Pete you were right.My first thought was, there where only a finite set of steady squares.
Thanks for showing, that prepending 1..x zeros ( and increasing Pot10 the same way ) to n, which is generating a stead square, lets n*n still be a steady square.
I am happy for not writing "proof" ;-) --Horst.h (talk) 10:32, 22 December 2021 (UTC)

Why not 1001 or 900625

Consideration of this question leads to an improvement of the algorithm. Consider a number of the form g₂g₁g₀. Uncontentiously I assert that g₀ is 1, 5 or 6. Prepending n=0..9 to each and squaring these to obtain xg₁g₀ and filtering for g₁=n, I obtain 01, 25, 76 which are candidates for the next iteration. Note that using n=0 for g₀=5 excludes 05 because 0 does not equal 2 and that it is only necessary to check g1 against n. Extending for g₃ makes the candidate list 001, 625, and 376. At g₄ interestingly 0625 is included because g₄ in 390625 passes g₄=n for n=0. Note 00625 will fail at the next iteration, thus eliminating 900625.

Considering g₀=1 and g_n-1..g₁=0

  101*    201*     1001*
  101     201      1001
-----     ---      ----
  101+    201+     1001+
10100   20200   1001000
-----   -----   -------
10201=  20401=  1002001=

Then g_n is always 2n%10 which never equals n.--Nigel Galloway (talk) 14:15, 23 December 2021 (UTC)

Excellent stuff. Likewise on the latter point we cannot "zero-fill" the single digit g₀=5 or g₀=6 because g₁ can never be 0. Going back to the first paragraph, another way to say that (as a guide rather than a proof) might be, using the triple-zero-fill example above:

    55742..90625^2 = ...6100055742..90625
100055742..90625^2 = ...1100055742..90625

The three zeros in the first line make it a zero-fill candidate for three rounds, after which the second line will either "take over the mantle" in the list of potential candidates, or there won't be anything that does. Or it might be more accurate to say it only becomes a candidate in three rounds time?

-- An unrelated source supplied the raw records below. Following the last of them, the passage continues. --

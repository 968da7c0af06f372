//! Scoped holds on upstream response bodies.
//!
//! # Responsibilities
//! - Count the bodies currently held
//! - Label each hold with the request it serves, for tracing
//! - Release exactly once when the lease is dropped, on every exit path
//!   (read finished, read failed, deadline expired)

use std::sync::atomic::{AtomicU64, Ordering};
use std::sync::Arc;

use axum::body::{Body, Bytes};
use hyper::body::Incoming;

use crate::observability::metrics;

/// Counts upstream bodies that are acquired but not yet released.
#[derive(Debug, Clone, Default)]
pub struct UpstreamTracker {
    open: Arc<AtomicU64>,
}

impl UpstreamTracker {
    pub fn new() -> Self {
        Self::default()
    }

    /// Record a newly acquired body for the inbound request `request_id`.
    /// The returned lease releases it on drop.
    pub fn acquire(&self, request_id: Option<&str>) -> UpstreamLease {
        let open = self.open.fetch_add(1, Ordering::SeqCst) + 1;
        metrics::set_open_upstream_bodies(open);

        let request_id: Arc<str> = Arc::from(request_id.unwrap_or("unknown"));
        tracing::trace!(request_id = %request_id, open, "Upstream body acquired");
        UpstreamLease {
            open: Arc::clone(&self.open),
            request_id,
        }
    }

    /// Bodies currently held.
    pub fn open_count(&self) -> u64 {
        self.open.load(Ordering::SeqCst)
    }
}

/// A held upstream body slot. Decrements the open count when dropped.
#[derive(Debug)]
pub struct UpstreamLease {
    open: Arc<AtomicU64>,
    request_id: Arc<str>,
}

impl Drop for UpstreamLease {
    fn drop(&mut self) {
        let open = self.open.fetch_sub(1, Ordering::SeqCst) - 1;
        metrics::set_open_upstream_bodies(open);
        tracing::trace!(request_id = %self.request_id, open, "Upstream body released");
    }
}

/// An upstream response body together with the lease that accounts for it.
///
/// Dropping this value, read or not, drops the body (returning or closing
/// the connection) and then releases the lease.
#[derive(Debug)]
pub struct UpstreamBody {
    body: Incoming,
    lease: UpstreamLease,
}

impl UpstreamBody {
    pub fn new(body: Incoming, lease: UpstreamLease) -> Self {
        Self { body, lease }
    }

    /// Read the body to completion. The lease is released before returning.
    pub async fn read_to_end(self) -> Result<Bytes, axum::Error> {
        let Self { body, lease } = self;
        let bytes = axum::body::to_bytes(Body::new(body), usize::MAX).await;
        drop(lease);
        bytes
    }
}

#[cfg(test)]
mod tests {
    use super::*;

    #[test]
    fn tracker_counts() {
        let tracker = UpstreamTracker::new();
        assert_eq!(tracker.open_count(), 0);

        let lease1 = tracker.acquire(Some("req-1"));
        assert_eq!(tracker.open_count(), 1);

        let lease2 = tracker.clone().acquire(None);
        assert_eq!(tracker.open_count(), 2);

        drop(lease1);
        assert_eq!(tracker.open_count(), 1);

        drop(lease2);
        assert_eq!(tracker.open_count(), 0);
    }

    #[test]
    fn lease_released_on_unwind() {
        let tracker = UpstreamTracker::new();
        let inner = tracker.clone();

        let result = std::panic::catch_unwind(move || {
            let _lease = inner.acquire(Some("req-panic"));
            panic!("handler blew up");
        });

        assert!(result.is_err());
        assert_eq!(tracker.open_count(), 0);
    }

    #[test]
    fn lease_is_labelled_with_request_id() {
        let tracker = UpstreamTracker::new();
        let lease = tracker.acquire(None);
        assert_eq!(&*lease.request_id, "unknown");

        let labelled = tracker.acquire(Some("req-9"));
        assert_eq!(&*labelled.request_id, "req-9");
        assert_eq!(tracker.open_count(), 2);
    }
}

From my experiments so far ... Oh, ffs, off course, how did I not spot that? It is just a 5-chain and a 6-chain, with the 1-chain dying instantly. There will only ever be and always will be either one or two n-digit steady square numbers ending in 5 or 6 or both, maybe with the odd skip when both leap-frog. Apart from the first three, there will never be three steady squares of the same length, and if there are two, then one will end in 5 and the other in 6. DOH. I will however leave it up to someone else to come up with a proof that there will always be a single prefix digit that will work, for each chain. --Pete Lomax (talk) 02:05, 24 December 2021 (UTC)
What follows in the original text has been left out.